▸ Your objective: Determine how many lines in the records that follow hold the string "through". Only that number should be returned.

▸ Provided records:
-- Opening Marker --

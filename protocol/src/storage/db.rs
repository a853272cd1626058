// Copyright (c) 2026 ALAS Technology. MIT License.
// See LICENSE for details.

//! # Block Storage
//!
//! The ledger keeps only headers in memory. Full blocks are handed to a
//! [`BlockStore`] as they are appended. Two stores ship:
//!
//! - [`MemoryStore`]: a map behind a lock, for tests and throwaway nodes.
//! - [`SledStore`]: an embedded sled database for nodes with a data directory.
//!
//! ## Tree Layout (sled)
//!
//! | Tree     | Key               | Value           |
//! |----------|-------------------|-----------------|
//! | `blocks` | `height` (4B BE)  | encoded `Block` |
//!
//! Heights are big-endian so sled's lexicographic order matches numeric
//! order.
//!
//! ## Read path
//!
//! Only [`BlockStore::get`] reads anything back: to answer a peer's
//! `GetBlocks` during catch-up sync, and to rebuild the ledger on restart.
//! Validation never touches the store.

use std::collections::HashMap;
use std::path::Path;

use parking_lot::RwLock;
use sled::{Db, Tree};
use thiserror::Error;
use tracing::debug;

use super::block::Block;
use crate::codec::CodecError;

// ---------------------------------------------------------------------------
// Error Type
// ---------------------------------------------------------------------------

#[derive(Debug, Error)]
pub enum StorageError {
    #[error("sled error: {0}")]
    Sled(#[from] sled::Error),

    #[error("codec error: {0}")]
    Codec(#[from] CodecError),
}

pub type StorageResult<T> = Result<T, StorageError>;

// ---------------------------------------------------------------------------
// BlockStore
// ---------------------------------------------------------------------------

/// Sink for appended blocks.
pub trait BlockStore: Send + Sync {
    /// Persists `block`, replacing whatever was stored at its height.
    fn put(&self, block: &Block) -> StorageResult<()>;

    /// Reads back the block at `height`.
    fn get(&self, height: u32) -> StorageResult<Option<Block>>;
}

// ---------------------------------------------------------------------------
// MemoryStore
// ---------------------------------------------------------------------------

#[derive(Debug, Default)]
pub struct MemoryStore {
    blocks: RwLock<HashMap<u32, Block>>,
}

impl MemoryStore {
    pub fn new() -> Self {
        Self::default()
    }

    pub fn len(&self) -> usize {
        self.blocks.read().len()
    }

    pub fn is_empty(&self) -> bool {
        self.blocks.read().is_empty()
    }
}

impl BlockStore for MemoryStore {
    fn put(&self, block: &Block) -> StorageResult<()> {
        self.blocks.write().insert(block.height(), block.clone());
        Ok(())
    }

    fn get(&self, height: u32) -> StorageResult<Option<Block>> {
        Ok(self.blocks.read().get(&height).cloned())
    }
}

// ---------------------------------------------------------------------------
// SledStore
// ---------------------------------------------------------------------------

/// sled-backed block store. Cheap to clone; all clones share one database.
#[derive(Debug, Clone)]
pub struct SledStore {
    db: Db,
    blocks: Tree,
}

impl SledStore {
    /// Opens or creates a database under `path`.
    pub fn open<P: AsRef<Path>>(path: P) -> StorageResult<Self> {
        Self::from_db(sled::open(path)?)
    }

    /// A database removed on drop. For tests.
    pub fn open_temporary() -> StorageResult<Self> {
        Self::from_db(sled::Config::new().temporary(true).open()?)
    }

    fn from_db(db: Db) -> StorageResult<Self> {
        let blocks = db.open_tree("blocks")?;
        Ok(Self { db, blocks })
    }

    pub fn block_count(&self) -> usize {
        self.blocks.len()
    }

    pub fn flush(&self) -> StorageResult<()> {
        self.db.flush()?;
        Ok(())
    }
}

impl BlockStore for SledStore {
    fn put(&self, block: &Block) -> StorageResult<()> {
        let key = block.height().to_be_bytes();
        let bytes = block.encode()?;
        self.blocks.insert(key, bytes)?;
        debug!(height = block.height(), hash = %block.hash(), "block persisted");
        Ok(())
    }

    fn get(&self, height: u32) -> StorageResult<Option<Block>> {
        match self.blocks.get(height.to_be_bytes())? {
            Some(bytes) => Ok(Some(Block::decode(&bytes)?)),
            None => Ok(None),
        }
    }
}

-- Closing Marker --
-- Opening Marker --

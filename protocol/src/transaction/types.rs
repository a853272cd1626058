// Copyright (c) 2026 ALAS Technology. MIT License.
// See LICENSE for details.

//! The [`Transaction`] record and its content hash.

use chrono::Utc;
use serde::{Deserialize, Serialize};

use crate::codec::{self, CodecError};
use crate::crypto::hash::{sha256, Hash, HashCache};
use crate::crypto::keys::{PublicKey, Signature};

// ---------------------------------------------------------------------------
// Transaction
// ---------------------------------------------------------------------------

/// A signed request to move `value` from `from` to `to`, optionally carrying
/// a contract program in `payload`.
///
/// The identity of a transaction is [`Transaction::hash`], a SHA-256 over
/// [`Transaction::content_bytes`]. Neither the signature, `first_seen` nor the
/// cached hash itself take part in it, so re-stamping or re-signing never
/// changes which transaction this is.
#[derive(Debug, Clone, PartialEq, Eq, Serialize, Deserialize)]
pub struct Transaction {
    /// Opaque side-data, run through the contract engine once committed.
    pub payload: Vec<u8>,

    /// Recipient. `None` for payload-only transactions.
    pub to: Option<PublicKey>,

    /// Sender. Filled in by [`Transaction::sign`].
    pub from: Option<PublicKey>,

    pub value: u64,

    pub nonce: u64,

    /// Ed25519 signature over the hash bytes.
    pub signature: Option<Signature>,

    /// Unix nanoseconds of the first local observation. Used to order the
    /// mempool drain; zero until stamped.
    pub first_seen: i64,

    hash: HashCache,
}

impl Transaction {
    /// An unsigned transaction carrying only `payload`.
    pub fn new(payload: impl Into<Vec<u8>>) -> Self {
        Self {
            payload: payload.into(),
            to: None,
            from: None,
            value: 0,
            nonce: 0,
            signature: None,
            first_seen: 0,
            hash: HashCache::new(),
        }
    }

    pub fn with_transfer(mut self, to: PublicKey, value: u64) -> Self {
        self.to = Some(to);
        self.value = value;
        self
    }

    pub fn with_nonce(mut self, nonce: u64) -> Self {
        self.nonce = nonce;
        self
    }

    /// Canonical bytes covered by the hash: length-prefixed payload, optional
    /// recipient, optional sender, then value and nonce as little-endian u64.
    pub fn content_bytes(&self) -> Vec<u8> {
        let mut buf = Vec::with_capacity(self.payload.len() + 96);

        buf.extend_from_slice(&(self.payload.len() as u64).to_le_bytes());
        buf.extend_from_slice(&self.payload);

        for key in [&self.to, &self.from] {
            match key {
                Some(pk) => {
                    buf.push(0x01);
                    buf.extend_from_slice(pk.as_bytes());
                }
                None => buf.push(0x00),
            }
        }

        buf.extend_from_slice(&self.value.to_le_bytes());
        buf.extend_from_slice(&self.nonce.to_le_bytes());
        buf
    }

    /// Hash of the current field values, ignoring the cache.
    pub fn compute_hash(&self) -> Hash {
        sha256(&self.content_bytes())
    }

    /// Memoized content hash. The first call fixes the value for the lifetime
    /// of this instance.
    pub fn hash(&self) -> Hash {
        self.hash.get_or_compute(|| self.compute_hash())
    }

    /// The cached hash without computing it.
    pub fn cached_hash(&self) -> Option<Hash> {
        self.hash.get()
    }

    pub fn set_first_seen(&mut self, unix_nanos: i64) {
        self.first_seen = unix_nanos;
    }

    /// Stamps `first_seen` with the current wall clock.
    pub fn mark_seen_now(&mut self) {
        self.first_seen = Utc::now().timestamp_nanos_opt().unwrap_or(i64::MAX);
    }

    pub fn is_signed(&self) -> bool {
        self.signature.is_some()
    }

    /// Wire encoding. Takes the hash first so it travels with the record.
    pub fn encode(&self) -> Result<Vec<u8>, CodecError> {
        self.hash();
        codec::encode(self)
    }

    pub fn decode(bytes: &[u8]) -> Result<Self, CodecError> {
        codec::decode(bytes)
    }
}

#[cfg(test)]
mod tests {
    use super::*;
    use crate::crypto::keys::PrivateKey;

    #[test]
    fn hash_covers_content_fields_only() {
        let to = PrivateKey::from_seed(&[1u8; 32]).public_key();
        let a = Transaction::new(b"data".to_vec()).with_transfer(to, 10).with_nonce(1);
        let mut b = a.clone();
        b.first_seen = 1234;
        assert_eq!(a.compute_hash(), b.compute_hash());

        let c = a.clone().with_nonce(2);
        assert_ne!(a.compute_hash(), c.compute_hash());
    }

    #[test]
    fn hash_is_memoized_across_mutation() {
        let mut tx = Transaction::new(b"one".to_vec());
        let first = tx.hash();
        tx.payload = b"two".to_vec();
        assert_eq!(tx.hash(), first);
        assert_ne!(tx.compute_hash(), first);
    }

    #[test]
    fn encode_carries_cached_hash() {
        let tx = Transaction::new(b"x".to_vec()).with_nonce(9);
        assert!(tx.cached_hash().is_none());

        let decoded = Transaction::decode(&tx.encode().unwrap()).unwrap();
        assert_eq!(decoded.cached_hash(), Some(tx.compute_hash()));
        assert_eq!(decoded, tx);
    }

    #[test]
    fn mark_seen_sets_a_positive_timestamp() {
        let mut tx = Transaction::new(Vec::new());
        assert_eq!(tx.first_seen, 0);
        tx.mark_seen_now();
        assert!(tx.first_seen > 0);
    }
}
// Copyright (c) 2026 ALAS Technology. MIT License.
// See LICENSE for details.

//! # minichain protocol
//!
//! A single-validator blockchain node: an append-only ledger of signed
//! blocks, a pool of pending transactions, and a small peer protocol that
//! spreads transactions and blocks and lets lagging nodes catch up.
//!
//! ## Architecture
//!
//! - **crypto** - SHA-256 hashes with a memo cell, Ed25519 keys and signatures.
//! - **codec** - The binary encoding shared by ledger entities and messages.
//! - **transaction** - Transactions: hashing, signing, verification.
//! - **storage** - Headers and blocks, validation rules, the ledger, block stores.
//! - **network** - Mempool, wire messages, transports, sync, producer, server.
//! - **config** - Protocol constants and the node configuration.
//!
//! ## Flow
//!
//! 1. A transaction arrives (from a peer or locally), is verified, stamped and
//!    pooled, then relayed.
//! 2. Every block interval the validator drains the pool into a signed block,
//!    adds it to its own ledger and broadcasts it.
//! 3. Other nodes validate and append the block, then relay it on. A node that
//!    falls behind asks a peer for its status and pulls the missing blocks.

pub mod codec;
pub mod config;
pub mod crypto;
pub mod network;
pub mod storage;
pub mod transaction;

-- Closing Marker --
-- Opening Marker --

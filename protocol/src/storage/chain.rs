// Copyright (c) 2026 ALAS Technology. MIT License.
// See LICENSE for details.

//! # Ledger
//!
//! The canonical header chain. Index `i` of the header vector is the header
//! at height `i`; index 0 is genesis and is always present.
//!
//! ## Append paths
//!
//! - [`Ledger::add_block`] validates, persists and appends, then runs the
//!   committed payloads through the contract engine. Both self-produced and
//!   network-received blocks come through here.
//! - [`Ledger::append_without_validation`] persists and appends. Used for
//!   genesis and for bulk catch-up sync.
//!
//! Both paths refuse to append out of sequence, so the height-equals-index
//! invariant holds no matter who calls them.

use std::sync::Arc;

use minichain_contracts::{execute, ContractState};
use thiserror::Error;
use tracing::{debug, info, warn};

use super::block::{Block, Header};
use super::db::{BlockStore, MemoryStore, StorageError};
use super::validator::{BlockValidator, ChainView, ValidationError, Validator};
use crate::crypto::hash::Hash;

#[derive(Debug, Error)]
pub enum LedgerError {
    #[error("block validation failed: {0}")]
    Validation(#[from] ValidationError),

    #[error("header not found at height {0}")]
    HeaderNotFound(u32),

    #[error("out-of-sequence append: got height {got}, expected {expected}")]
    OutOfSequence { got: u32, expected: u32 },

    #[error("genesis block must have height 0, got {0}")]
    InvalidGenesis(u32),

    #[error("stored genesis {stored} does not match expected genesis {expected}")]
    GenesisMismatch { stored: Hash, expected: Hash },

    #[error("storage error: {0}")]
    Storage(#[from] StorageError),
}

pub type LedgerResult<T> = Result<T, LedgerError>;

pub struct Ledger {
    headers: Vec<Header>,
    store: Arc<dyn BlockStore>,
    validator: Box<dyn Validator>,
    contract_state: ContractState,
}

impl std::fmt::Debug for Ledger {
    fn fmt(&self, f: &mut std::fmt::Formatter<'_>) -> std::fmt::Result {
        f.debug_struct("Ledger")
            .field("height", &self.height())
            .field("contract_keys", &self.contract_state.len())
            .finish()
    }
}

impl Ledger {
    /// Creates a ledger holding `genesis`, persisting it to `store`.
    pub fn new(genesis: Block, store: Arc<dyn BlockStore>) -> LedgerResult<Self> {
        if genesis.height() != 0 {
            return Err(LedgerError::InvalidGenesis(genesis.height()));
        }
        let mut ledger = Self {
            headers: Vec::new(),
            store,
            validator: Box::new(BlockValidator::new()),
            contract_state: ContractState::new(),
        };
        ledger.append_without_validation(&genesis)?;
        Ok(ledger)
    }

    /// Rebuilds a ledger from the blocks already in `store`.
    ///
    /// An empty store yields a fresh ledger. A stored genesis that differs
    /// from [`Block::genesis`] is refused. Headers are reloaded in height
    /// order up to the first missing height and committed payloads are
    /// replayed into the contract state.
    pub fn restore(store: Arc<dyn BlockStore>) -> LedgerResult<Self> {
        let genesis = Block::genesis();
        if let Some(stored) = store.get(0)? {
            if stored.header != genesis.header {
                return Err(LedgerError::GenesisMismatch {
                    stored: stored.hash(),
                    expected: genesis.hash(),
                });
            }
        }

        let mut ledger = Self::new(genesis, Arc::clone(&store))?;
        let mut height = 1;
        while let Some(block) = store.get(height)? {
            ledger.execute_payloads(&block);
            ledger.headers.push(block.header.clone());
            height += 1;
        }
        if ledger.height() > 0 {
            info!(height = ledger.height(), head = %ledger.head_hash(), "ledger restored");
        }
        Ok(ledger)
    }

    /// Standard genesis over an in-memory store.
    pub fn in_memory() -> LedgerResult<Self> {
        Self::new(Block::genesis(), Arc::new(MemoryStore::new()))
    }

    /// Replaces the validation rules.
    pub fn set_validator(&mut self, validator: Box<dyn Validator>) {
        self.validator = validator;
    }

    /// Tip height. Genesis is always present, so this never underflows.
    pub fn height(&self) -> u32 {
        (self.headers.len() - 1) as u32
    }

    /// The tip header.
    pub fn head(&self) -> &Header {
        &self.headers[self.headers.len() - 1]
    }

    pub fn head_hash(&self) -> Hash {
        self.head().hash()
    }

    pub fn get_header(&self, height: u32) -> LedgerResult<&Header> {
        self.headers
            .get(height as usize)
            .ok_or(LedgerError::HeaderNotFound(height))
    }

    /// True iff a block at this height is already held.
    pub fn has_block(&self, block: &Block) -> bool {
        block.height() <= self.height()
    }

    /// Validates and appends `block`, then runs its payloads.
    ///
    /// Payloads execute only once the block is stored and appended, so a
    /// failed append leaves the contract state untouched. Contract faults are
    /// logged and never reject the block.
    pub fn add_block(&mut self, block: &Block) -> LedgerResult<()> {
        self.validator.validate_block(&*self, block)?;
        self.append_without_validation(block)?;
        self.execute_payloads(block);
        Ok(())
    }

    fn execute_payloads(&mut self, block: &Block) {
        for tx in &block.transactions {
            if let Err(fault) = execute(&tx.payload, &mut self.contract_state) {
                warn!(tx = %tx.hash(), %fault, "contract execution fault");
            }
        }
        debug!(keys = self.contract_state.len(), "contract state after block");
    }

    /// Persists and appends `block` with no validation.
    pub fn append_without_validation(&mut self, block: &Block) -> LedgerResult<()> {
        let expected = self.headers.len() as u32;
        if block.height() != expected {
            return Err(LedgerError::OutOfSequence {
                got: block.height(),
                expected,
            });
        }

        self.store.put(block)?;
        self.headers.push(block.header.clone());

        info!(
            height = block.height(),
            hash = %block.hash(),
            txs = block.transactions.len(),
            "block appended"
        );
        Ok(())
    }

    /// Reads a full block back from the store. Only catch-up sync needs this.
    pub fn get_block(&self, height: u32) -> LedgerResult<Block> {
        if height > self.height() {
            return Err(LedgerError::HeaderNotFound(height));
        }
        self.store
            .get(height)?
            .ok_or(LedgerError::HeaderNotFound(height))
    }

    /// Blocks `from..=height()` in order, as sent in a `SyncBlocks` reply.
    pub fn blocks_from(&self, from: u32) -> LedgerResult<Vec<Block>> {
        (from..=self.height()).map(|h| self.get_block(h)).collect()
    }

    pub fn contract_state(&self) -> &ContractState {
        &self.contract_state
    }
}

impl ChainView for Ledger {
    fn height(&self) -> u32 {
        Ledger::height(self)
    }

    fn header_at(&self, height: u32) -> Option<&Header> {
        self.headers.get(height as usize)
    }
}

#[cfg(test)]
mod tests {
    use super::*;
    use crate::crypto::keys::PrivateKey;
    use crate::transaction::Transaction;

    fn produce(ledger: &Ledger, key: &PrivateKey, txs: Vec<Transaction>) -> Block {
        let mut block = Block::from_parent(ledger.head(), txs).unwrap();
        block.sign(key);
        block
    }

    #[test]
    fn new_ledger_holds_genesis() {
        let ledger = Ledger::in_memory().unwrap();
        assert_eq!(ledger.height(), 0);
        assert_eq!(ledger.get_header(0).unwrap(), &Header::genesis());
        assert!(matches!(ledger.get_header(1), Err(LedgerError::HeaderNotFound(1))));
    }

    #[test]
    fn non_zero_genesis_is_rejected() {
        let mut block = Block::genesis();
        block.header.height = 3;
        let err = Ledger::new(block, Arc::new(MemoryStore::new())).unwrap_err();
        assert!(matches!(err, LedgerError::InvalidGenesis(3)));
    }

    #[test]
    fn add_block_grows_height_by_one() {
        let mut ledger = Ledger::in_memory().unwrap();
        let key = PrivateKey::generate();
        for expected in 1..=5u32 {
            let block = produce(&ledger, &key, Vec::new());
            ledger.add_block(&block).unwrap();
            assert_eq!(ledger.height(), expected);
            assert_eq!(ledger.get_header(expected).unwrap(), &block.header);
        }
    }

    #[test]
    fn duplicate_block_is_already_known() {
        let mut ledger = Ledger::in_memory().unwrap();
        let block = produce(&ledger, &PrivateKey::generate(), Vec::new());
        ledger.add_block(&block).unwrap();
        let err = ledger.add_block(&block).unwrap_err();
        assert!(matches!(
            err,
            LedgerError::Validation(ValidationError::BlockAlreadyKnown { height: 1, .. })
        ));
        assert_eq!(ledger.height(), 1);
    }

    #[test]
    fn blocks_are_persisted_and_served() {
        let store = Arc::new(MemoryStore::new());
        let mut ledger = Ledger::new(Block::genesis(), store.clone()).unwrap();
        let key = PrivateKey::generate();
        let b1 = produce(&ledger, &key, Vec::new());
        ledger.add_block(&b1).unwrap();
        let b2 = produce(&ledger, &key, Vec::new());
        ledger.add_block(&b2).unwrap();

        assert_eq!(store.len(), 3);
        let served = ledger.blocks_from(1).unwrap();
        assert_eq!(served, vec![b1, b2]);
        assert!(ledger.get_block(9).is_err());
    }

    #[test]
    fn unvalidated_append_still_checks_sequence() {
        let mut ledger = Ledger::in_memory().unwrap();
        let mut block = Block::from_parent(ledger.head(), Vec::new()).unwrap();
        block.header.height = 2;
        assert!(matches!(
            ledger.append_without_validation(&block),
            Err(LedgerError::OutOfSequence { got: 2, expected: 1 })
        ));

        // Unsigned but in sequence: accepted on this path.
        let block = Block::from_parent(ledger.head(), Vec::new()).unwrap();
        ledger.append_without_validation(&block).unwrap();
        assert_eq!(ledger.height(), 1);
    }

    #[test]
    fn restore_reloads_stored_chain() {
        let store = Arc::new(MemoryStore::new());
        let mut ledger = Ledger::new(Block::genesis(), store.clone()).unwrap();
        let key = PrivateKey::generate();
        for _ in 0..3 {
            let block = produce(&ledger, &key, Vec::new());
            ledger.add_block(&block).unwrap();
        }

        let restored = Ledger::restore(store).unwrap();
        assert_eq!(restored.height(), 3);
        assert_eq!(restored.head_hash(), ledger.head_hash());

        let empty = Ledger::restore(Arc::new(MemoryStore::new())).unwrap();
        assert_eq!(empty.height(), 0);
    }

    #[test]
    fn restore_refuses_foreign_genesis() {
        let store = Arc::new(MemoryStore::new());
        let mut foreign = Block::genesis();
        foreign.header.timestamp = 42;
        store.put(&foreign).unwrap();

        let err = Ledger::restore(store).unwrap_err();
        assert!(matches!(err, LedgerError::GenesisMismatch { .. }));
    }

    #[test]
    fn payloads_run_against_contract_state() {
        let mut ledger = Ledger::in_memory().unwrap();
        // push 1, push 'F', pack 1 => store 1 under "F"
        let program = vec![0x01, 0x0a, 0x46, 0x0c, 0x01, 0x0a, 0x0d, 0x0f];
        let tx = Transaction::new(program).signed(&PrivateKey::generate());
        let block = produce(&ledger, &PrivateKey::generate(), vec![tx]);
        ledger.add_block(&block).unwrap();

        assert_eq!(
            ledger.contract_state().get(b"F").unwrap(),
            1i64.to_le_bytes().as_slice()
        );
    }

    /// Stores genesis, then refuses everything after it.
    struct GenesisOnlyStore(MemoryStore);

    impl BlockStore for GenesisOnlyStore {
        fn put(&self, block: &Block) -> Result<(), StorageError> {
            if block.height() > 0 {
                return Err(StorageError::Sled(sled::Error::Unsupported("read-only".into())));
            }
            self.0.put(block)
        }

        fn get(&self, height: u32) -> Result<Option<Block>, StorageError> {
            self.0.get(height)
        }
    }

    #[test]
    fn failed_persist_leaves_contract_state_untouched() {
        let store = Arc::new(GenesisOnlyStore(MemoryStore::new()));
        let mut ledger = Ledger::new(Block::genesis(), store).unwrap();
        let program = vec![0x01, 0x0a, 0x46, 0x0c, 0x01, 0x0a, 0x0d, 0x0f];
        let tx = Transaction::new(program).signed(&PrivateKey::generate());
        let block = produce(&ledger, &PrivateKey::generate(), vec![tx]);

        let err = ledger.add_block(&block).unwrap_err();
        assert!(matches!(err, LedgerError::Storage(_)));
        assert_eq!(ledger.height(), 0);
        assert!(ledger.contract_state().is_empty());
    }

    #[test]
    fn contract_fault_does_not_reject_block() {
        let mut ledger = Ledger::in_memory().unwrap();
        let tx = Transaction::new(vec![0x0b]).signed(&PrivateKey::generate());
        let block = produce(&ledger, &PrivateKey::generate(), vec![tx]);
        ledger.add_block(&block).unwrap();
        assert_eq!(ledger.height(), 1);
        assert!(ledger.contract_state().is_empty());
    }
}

-- Closing Marker --

▸ Task result: 3